The borrower's ability to pay from their bank accounts—denoted by income, balance and saving trends, shows the financial ability of the borrower. The higher the ability, better the result.
Creditworthiness is a number measured through one’s credit score. It is an assessment of how the borrower is likely to pay back the loan.
When applying for a loan, be it from a bank, an NBFC or a fintech, especially for the first time we all have to go through meticulous paperwork and completion of various formalities.
This is done so that banks and other financial institutions could assess whether the borrower is eligible for the loan or not. Depending on our credit score, lenders approve or decline the loan. These decisions are usually based on two assessments— the borrower’s ability to pay and his/her willingness to pay (which is measured through the borrower’s creditworthiness).
Creditworthiness is a number measured through one’s credit score which ranges between 300 and 900. It is an assessment of how the borrower is likely to pay back the loan.
CIBIL, Equifax, Experian, and CRIF Highmark are the four agencies in India that provide their proprietary detailed credit reports and score for every individual. Amit Das, Founder and CEO of Think Analytics says, “The higher the score, the better the lender’s confidence in the borrower. However, note that the scores could be different from different bureaus.”

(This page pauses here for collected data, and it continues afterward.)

impl Broker {
    /// Create a builder.
    pub fn builder(config: Config) -> BrokerBuilder {
        BrokerBuilder::new(config)
    }

    /// Configuration the broker was built with.
    pub fn config(&self) -> &Config {
        &self.config
    }

    /// Underlying metadata store.
    pub fn store(&self) -> &MetadataStore {
        &self.store
    }

    /// Current catalog.
    pub async fn catalog(&self) -> Result<Catalog> {
        self.store.load_catalog().await
    }

    /// Persisted instance record.
    pub async fn fetch_instance(&self, instance_id: &str) -> Result<InstanceRecord> {
        self.store.load_instance(instance_id).await
    }

    /// Check `params` against the plan's allow-list without touching any instance.
    pub async fn verify_parameters(
        &self,
        service_id: &str,
        plan_id: &str,
        params: &ParameterSet,
    ) -> Result<ParameterReport> {
        let catalog = self.store.load_catalog().await?;
        let allow_list = catalog.addon_allowed_parameters(service_id, plan_id)?;
        parameters::verify(&allow_list, params)
    }

    /// Create an instance and install its release.
    pub async fn provision(
        &self,
        instance_id: &str,
        request: ProvisionRequest,
    ) -> Result<OperationOutcome<InstanceRecord>> {
        with_instance_lock(self.lock.as_ref(), instance_id, || {
            self.provision_locked(instance_id, request)
        })
        .await
    }

    async fn provision_locked(
        &self,
        instance_id: &str,
        request: ProvisionRequest,
    ) -> Result<OperationOutcome<InstanceRecord>> {
        if self.store.instance_exists(instance_id).await? {
            return Err(Error::InvalidRequest(format!(
                "instance {} already exists",
                instance_id
            )));
        }

        let catalog = self.store.load_catalog().await?;
        if catalog.addon_archive(&request.service_id)? {
            return Err(Error::InvalidRequest(format!(
                "service {} is archived",
                request.service_id
            )));
        }
        let params = request.parameters.clone().unwrap_or_default();
        let allow_list = catalog.addon_allowed_parameters(&request.service_id, &request.plan_id)?;
        let report = parameters::verify(&allow_list, &params)?;
        if !report.is_valid() {
            warn!(instance_id = %instance_id, %report, "Provision rejected");
            return Ok(OperationOutcome::InvalidParameters(report));
        }

        let (chart, plan) = catalog.addon_paths(&request.service_id, &request.plan_id)?;
        let args = self
            .args
            .build(instance_id, &params, plan_values_args(&plan).await?)
            .await?;

        let details = InstanceDetails {
            service_id: request.service_id,
            plan_id: request.plan_id,
            context: request.context,
            parameters: request.parameters,
        };
        let mut record = InstanceRecord::new(instance_id, details);
        record.last_operation = Some(LastOperation::in_progress(
            OperationKind::Provision,
            "provisioning",
        ));
        self.store.save_instance(instance_id, &mut record).await?;

        let result = self
            .helm
            .install(instance_id, record.details.namespace(), &chart, args.clone())
            .await;
        self.prune_raw_values(instance_id, &args).await;

        record.last_operation = Some(match result {
            Ok(_) => LastOperation::succeeded(OperationKind::Provision, "provisioned"),
            Err(e) => {
                warn!(instance_id = %instance_id, error = %e, "Provision failed");
                LastOperation::failed(OperationKind::Provision, e.to_string())
            }
        });
        self.store.save_instance(instance_id, &mut record).await?;
        Ok(OperationOutcome::Completed(record))
    }

    /// Change parameters or context of an instance and upgrade its release.
    pub async fn update(
        &self,
        instance_id: &str,
        request: UpdateRequest,
    ) -> Result<OperationOutcome<InstanceRecord>> {
        with_instance_lock(self.lock.as_ref(), instance_id, || {
            self.update_locked(instance_id, request)
        })
        .await
    }

    async fn update_locked(
        &self,
        instance_id: &str,
        request: UpdateRequest,
    ) -> Result<OperationOutcome<InstanceRecord>> {
        let mut record = self.store.load_instance(instance_id).await?;
        check_unchanged("service_id", &record.details.service_id, &request.service_id)?;
        if let Some(plan_id) = &request.plan_id {
            check_unchanged("plan_id", &record.details.plan_id, plan_id)?;
        }

        let service_id = record.details.service_id.clone();
        let plan_id = record.details.plan_id.clone();
        let catalog = self.store.load_catalog().await?;
        if !catalog.addon_updateable(&service_id)? {
            return Err(Error::InvalidRequest(format!(
                "service {} is not updateable",
                service_id
            )));
        }

        let params = request
            .parameters
            .clone()
            .or_else(|| record.details.parameters.clone())
            .unwrap_or_default();
        let allow_list = catalog.addon_allowed_parameters(&service_id, &plan_id)?;
        let report = parameters::verify(&allow_list, &params)?;
        if !report.is_valid() {
            warn!(instance_id = %instance_id, %report, "Update rejected");
            return Ok(OperationOutcome::InvalidParameters(report));
        }

        let (chart, plan) = catalog.addon_paths(&service_id, &plan_id)?;
        let args = self
            .args
            .build(instance_id, &params, plan_values_args(&plan).await?)
            .await?;

        if let Some(context) = request.context {
            record.details.context = context;
        }
        if request.parameters.is_some() {
            record.details.parameters = request.parameters;
        }
        record.last_operation = Some(LastOperation::in_progress(OperationKind::Update, "updating"));
        self.store.save_instance(instance_id, &mut record).await?;

        let result = self
            .helm
            .upgrade(instance_id, record.details.namespace(), &chart, args.clone())
            .await;
        self.prune_raw_values(instance_id, &args).await;

        record.last_operation = Some(match result {
            Ok(_) => LastOperation::succeeded(OperationKind::Update, "updated"),
            Err(e) => {
                warn!(instance_id = %instance_id, error = %e, "Update failed");
                LastOperation::failed(OperationKind::Update, e.to_string())
            }
        });
        self.store.save_instance(instance_id, &mut record).await?;
        Ok(OperationOutcome::Completed(record))
    }

    async fn prune_raw_values(&self, instance_id: &str, args: &[String]) {
        if let Err(e) = self.args.prune_raw_values(instance_id, args).await {
            warn!(instance_id = %instance_id, error = %e, "Failed to prune raw values");
        }
    }

    /// Uninstall the release and delete the instance's records.
    ///
    /// On success the returned record is the final state; it is no longer
    /// persisted. On failure the record stays with a `failed` state.
    pub async fn deprovision(&self, instance_id: &str) -> Result<InstanceRecord> {
        with_instance_lock(self.lock.as_ref(), instance_id, || {
            self.deprovision_locked(instance_id)
        })
        .await
    }

    async fn deprovision_locked(&self, instance_id: &str) -> Result<InstanceRecord> {
        let mut record = self.store.load_instance(instance_id).await?;
        record.last_operation = Some(LastOperation::in_progress(
            OperationKind::Deprovision,
            "deprovisioning",
        ));
        self.store.save_instance(instance_id, &mut record).await?;

        match self
            .helm
            .uninstall(instance_id, record.details.namespace())
            .await
        {
            Ok(_) => {
                self.store.delete_instance(instance_id).await?;
                record.last_operation = Some(LastOperation::succeeded(
                    OperationKind::Deprovision,
                    "deprovisioned",
                ));
                Ok(record)
            }
            Err(e) => {
                warn!(instance_id = %instance_id, error = %e, "Deprovision failed");
                record.last_operation =
                    Some(LastOperation::failed(OperationKind::Deprovision, e.to_string()));
                self.store.save_instance(instance_id, &mut record).await?;
                Ok(record)
            }
        }
    }

    /// Resolve the plan's credentials and persist them as the instance binding.
    ///
    /// A resolved binding with the same id is returned as is; a failed one
    /// is resolved again and replaced.
    pub async fn bind(
        &self,
        instance_id: &str,
        binding_id: &str,
        request: BindRequest,
    ) -> Result<BindingRecord> {
        with_instance_lock(self.lock.as_ref(), instance_id, || {
            self.bind_locked(instance_id, binding_id, request)
        })
        .await
    }

    async fn bind_locked(
        &self,
        instance_id: &str,
        binding_id: &str,
        request: BindRequest,
    ) -> Result<BindingRecord> {
        let record = self.store.load_instance(instance_id).await?;
        check_unchanged("service_id", &record.details.service_id, &request.service_id)?;
        check_unchanged("plan_id", &record.details.plan_id, &request.plan_id)?;

        match self.store.load_binding(instance_id).await {
            Ok(existing) if !existing.succeeded() => {}
            Ok(existing) if existing.id == binding_id => return Ok(existing),
            Ok(existing) => {
                return Err(Error::InvalidRequest(format!(
                    "instance {} is already bound as {}",
                    instance_id, existing.id
                )));
            }
            Err(e) if e.is_not_found() => {}
            Err(e) => return Err(e),
        }

        let catalog = self.store.load_catalog().await?;
        let plan = catalog.find_plan(&request.service_id, &request.plan_id)?;
        let bindable = plan
            .bindable
            .unwrap_or(catalog.addon_bindable(&request.service_id)?);
        if !bindable {
            return Err(Error::InvalidRequest(format!(
                "plan {} is not bindable",
                request.plan_id
            )));
        }

        let (_, plan_path) = catalog.addon_paths(&request.service_id, &request.plan_id)?;
        let template = load_bind_template(&plan_path).await?;
        let namespace = record.details.namespace();

        let mut binding = BindingRecord::new(binding_id, instance_id, Map::new());
        match self.resolve_credentials(namespace, &template).await {
            Ok(credentials) => {
                binding.credentials = credentials;
                binding.last_operation =
                    Some(LastOperation::succeeded(OperationKind::Bind, "bound"));
            }
            Err(e) => {
                warn!(instance_id = %instance_id, binding_id = %binding_id, error = %e, "Bind failed");
                binding.last_operation =
                    Some(LastOperation::failed(OperationKind::Bind, e.to_string()));
            }
        }
        self.store.save_binding(instance_id, &mut binding).await?;
        info!(instance_id = %instance_id, binding_id = %binding_id, "Binding saved");
        Ok(binding)
    }

    async fn resolve_credentials(
        &self,
        namespace: &str,
        template: &BindTemplate,
    ) -> Result<Map<String, Value>> {
        let mut credentials = Map::new();
        for item in &template.credentials {
            let value = match (&item.value, &item.value_from) {
                (Some(value), _) => value.clone(),
                (None, Some(source)) => {
                    Value::String(self.kubectl.credential_value(namespace, source).await?)
                }
                (None, None) => {
                    return Err(Error::InvalidRequest(format!(
                        "credential {} has neither value nor valueFrom",
                        item.name
                    )));
                }
            };
            credentials.insert(item.name.clone(), value);
        }
        Ok(credentials)
    }

    /// Delete the binding of an instance.
    pub async fn unbind(&self, instance_id: &str, binding_id: &str) -> Result<BindingRecord> {
        with_instance_lock(self.lock.as_ref(), instance_id, || async move {
            let binding = self.fetch_binding(instance_id, binding_id).await?;
            self.store.delete_binding(instance_id).await?;
            Ok(binding)
        })
        .await
    }

    /// Last operation of an instance, `None` for a record never operated on.
    pub async fn last_operation(&self, instance_id: &str) -> Result<Option<LastOperation>> {
        Ok(self.store.load_instance(instance_id).await?.last_operation)
    }

    /// Binding `binding_id` of an instance.
    pub async fn fetch_binding(&self, instance_id: &str, binding_id: &str) -> Result<BindingRecord> {
        let not_found = || Error::BindingNotFound {
            instance_id: instance_id.to_string(),
            binding_id: binding_id.to_string(),
        };
        match self.store.load_binding(instance_id).await {
            Ok(binding) if binding.id == binding_id => Ok(binding),
            Ok(_) => Err(not_found()),
            Err(e) if e.is_not_found() => Err(not_found()),
            Err(e) => Err(e),
        }
    }

    /// Arguments an upgrade of the instance would pass to helm with `params`.
    ///
    /// Raw values are still written to the instance directory; nothing is run.
    pub async fn preview_args(&self, instance_id: &str, params: &ParameterSet) -> Result<Vec<String>> {
        let record = self.store.load_instance(instance_id).await?;
        let catalog = self.store.load_catalog().await?;
        let (chart, plan) =
            catalog.addon_paths(&record.details.service_id, &record.details.plan_id)?;

        let mut base = vec![
            "upgrade".to_string(),
            instance_id.to_string(),
            chart.to_string_lossy().into_owned(),
            "--namespace".to_string(),
            record.details.namespace().to_string(),
        ];
        base.extend(plan_values_args(&plan).await?);
        let mut args = self.args.build(instance_id, params, base).await?;
        args.extend(self.helm.location_overrides(instance_id));
        Ok(args)
    }
}
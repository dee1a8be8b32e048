// Copyright (C) 2025 SyncMyOrders Sp. z o.o.
// SPDX-License-Identifier: AGPL-3.0-or-later
//! Addon catalog (`addons.json`).
//!
//! The catalog is published by an external process and only read here.
//! Lookups scan entries in file order and the first match wins, so a
//! catalog with duplicate service or plan ids resolves to whichever
//! appears first.

use serde::{Deserialize, Serialize};
use serde_json::{Map, Value};
use std::path::{Path, PathBuf};

use crate::error::{Error, Result};
use crate::parameters::AllowParameter;

/// One offerable plan of an addon.
#[derive(Debug, Clone, PartialEq, Serialize, Deserialize)]
pub struct Plan {
    /// Plan id
    pub id: String,
    /// Plan name, also the directory under `plans/`
    pub name: String,
    /// Plan description
    pub description: String,
    /// Whether the plan is free of charge
    #[serde(default, skip_serializing_if = "Option::is_none")]
    pub free: Option<bool>,
    /// Plan-level override of the addon's bindable flag
    #[serde(default, skip_serializing_if = "Option::is_none")]
    pub bindable: Option<bool>,
    /// OSB parameter schemas
    #[serde(default, skip_serializing_if = "Option::is_none")]
    pub schemas: Option<Value>,
    /// Plan-specific allow-list; overrides the addon's when present
    #[serde(default, skip_serializing_if = "Option::is_none")]
    pub allow_parameters: Option<Vec<AllowParameter>>,
    /// Fields this core does not interpret
    #[serde(flatten)]
    pub extra: Map<String, Value>,
}

/// One addon (service offering).
#[derive(Debug, Clone, PartialEq, Serialize, Deserialize)]
pub struct AddonCatalogEntry {
    /// Service id
    pub id: String,
    /// Chart name
    pub name: String,
    /// Chart version
    pub version: String,
    /// Service description
    #[serde(default, skip_serializing_if = "Option::is_none")]
    pub description: Option<String>,
    /// Whether instances can be bound
    pub bindable: bool,
    /// Whether instances can be updated
    #[serde(default)]
    pub plan_updateable: bool,
    /// Whether the addon is archived (no new instances)
    #[serde(default)]
    pub archive: bool,
    /// Addon-wide allow-list
    #[serde(default)]
    pub allow_parameters: Vec<AllowParameter>,
    /// Plans in catalog order
    pub plans: Vec<Plan>,
    /// Fields this core does not interpret
    #[serde(flatten)]
    pub extra: Map<String, Value>,
}

impl AddonCatalogEntry {
    /// `<name>-<version>`, the addon's directory under the addons root.
    pub fn directory_name(&self) -> String {
        format!("{}-{}", self.name, self.version)
    }
}

/// The loaded catalog, in file order.
#[derive(Debug, Clone)]
pub struct Catalog {
    addons_dir: PathBuf,
    entries: Vec<(String, AddonCatalogEntry)>,
}

impl Catalog {
    /// Catalog with no entries.
    pub fn empty(addons_dir: impl Into<PathBuf>) -> Self {
        Self {
            addons_dir: addons_dir.into(),
            entries: Vec::new(),
        }
    }

    /// Build from an already schema-checked `addons.json` document.
    pub fn from_value(addons_dir: impl Into<PathBuf>, document: Value) -> Result<Self> {
        let mut catalog = Self::empty(addons_dir);
        let map = match document {
            Value::Object(map) => map,
            Value::Null => return Ok(catalog),
            _ => return Err(Error::InvalidRequest("catalog must be an object".into())),
        };
        for (key, entry) in map {
            let entry: AddonCatalogEntry = serde_json::from_value(entry)?;
            catalog.entries.push((key, entry));
        }
        Ok(catalog)
    }

    /// Addons root the catalog was loaded from.
    pub fn addons_dir(&self) -> &Path {
        &self.addons_dir
    }

    /// Number of addons.
    pub fn len(&self) -> usize {
        self.entries.len()
    }

    /// Whether the catalog has no addons.
    pub fn is_empty(&self) -> bool {
        self.entries.is_empty()
    }

    /// Entries keyed by their internal catalog key, in file order.
    pub fn iter(&self) -> impl Iterator<Item = (&str, &AddonCatalogEntry)> {
        self.entries.iter().map(|(k, v)| (k.as_str(), v))
    }

    /// Entry by internal catalog key.
    pub fn get(&self, key: &str) -> Option<&AddonCatalogEntry> {
        self.entries.iter().find(|(k, _)| k == key).map(|(_, v)| v)
    }

    /// First addon whose id is `service_id`.
    pub fn find_addon(&self, service_id: &str) -> Result<&AddonCatalogEntry> {
        self.entries
            .iter()
            .map(|(_, entry)| entry)
            .find(|entry| entry.id == service_id)
            .ok_or_else(|| Error::AddonNotFound(service_id.to_string()))
    }

    /// First plan with `plan_id` in the addon.
    pub fn find_plan(&self, service_id: &str, plan_id: &str) -> Result<&Plan> {
        self.find_addon(service_id)?
            .plans
            .iter()
            .find(|plan| plan.id == plan_id)
            .ok_or_else(|| Error::PlanNotFound {
                service_id: service_id.to_string(),
                plan_id: plan_id.to_string(),
            })
    }

    /// Chart name of the addon.
    pub fn addon_name(&self, service_id: &str) -> Result<&str> {
        Ok(self.find_addon(service_id)?.name.as_str())
    }

    /// Whether the addon supports bindings.
    pub fn addon_bindable(&self, service_id: &str) -> Result<bool> {
        Ok(self.find_addon(service_id)?.bindable)
    }

    /// Whether instances of the addon may be updated.
    pub fn addon_updateable(&self, service_id: &str) -> Result<bool> {
        Ok(self.find_addon(service_id)?.plan_updateable)
    }

    /// Whether the addon is archived.
    pub fn addon_archive(&self, service_id: &str) -> Result<bool> {
        Ok(self.find_addon(service_id)?.archive)
    }

    /// Allow-list for a plan: the plan's own list if it has one, else the addon's.
    pub fn addon_allowed_parameters(
        &self,
        service_id: &str,
        plan_id: &str,
    ) -> Result<Vec<AllowParameter>> {
        let addon = self.find_addon(service_id)?;
        let plan = self.find_plan(service_id, plan_id)?;
        Ok(plan
            .allow_parameters
            .clone()
            .unwrap_or_else(|| addon.allow_parameters.clone()))
    }

    /// Chart and plan directories for a service plan.
    ///
    /// Chart: `<addons>/<name>-<version>/chart/<name>`,
    /// plan: `<addons>/<name>-<version>/plans/<plan name>`.
    pub fn addon_paths(&self, service_id: &str, plan_id: &str) -> Result<(PathBuf, PathBuf)> {
        let addon = self.find_addon(service_id)?;
        let plan = self.find_plan(service_id, plan_id)?;
        let base = self.addons_dir.join(addon.directory_name());
        Ok((
            base.join("chart").join(&addon.name),
            base.join("plans").join(&plan.name),
        ))
    }
}

#[cfg(test)]
mod tests {
    use super::*;
    use serde_json::json;

    fn catalog() -> Catalog {
        Catalog::from_value(
            "/addons",
            json!({
                "redis-7": {
                    "id": "svc-redis",
                    "name": "redis",
                    "version": "7.0",
                    "bindable": true,
                    "plan_updateable": true,
                    "allow_parameters": [{"name": "replicas"}],
                    "plans": [
                        {"id": "p-small", "name": "small", "description": "1Gi"},
                        {
                            "id": "p-large",
                            "name": "large",
                            "description": "8Gi",
                            "allow_parameters": [{"name": "persistence", "required": true}]
                        }
                    ]
                },
                "redis-6": {
                    "id": "svc-redis",
                    "name": "redis",
                    "version": "6.2",
                    "bindable": false,
                    "plans": []
                }
            }),
        )
        .unwrap()
    }

    #[test]
    fn test_first_match_wins() {
        let catalog = catalog();
        assert_eq!(catalog.len(), 2);
        let addon = catalog.find_addon("svc-redis").unwrap();
        assert_eq!(addon.version, "7.0");
        assert!(catalog.addon_bindable("svc-redis").unwrap());
    }

    #[test]
    fn test_missing_ids() {
        let catalog = catalog();
        let err = catalog.find_addon("svc-missing").unwrap_err();
        assert!(err.is_not_found());
        let err = catalog.find_plan("svc-redis", "p-missing").unwrap_err();
        assert!(matches!(err, Error::PlanNotFound { .. }));
    }

    #[test]
    fn test_allowed_parameters_plan_override() {
        let catalog = catalog();
        let small = catalog
            .addon_allowed_parameters("svc-redis", "p-small")
            .unwrap();
        assert_eq!(small, vec![AllowParameter::optional("replicas")]);

        let large = catalog
            .addon_allowed_parameters("svc-redis", "p-large")
            .unwrap();
        assert_eq!(large, vec![AllowParameter::required("persistence")]);
    }

    #[test]
    fn test_addon_paths() {
        let (chart, plan) = catalog().addon_paths("svc-redis", "p-large").unwrap();
        assert_eq!(chart, PathBuf::from("/addons/redis-7.0/chart/redis"));
        assert_eq!(plan, PathBuf::from("/addons/redis-7.0/plans/large"));
    }

    #[test]
    fn test_null_catalog_is_empty() {
        let catalog = Catalog::from_value("/addons", Value::Null).unwrap();
        assert!(catalog.is_empty());
    }
}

By RBI mandate all bureaus need to provide at least one free credit report annually through their respective websites. Also, several intermediary agencies also provide free credit reports by partnering with these bureaus.
Das adds, “These data sources are supported by Machine Learning (ML)-based decision-making systems, which benchmark the data received to generate a more holistic credit risk assessment for a potential consumer.”
Credit scores derived from Alternate data incorporates various new factors;
Financial ability of the borrower: The borrower’s ability to pay from their bank accounts—denoted by income, balance and saving trends. This shows higher the ability, better the result.
Non-banking credit history and payments: These payments and credit history offer significant insights into the borrower’s behaviour. For instance, Das says “a post-paid mobile bill indicates a small risk taken by the telecom company on you, and the repayment behaviour therein can be suggestive of your overall financial habits.”
Non-banking transactions and assets: Wallet and UPI transactions are now becoming a proxy for banking spending patterns/transactions. Alternate data includes information about the borrower’s assets (investments) and risk coverage that helps in understanding how well-organized the borrower is financial.
Negative incidents: Recent bounced cheque or penalties around minimum average balance (MAB) could have a negative effect. Das says, “Lenders are quite wary of such incidents and may not easily extend credit as a result.”
Industry experts say, in today’s India, as millions of people look to the future post-COVID, alternate data-based credit can help unlock the potential of a young, educated and aspirational workforce eager to get ahead in life.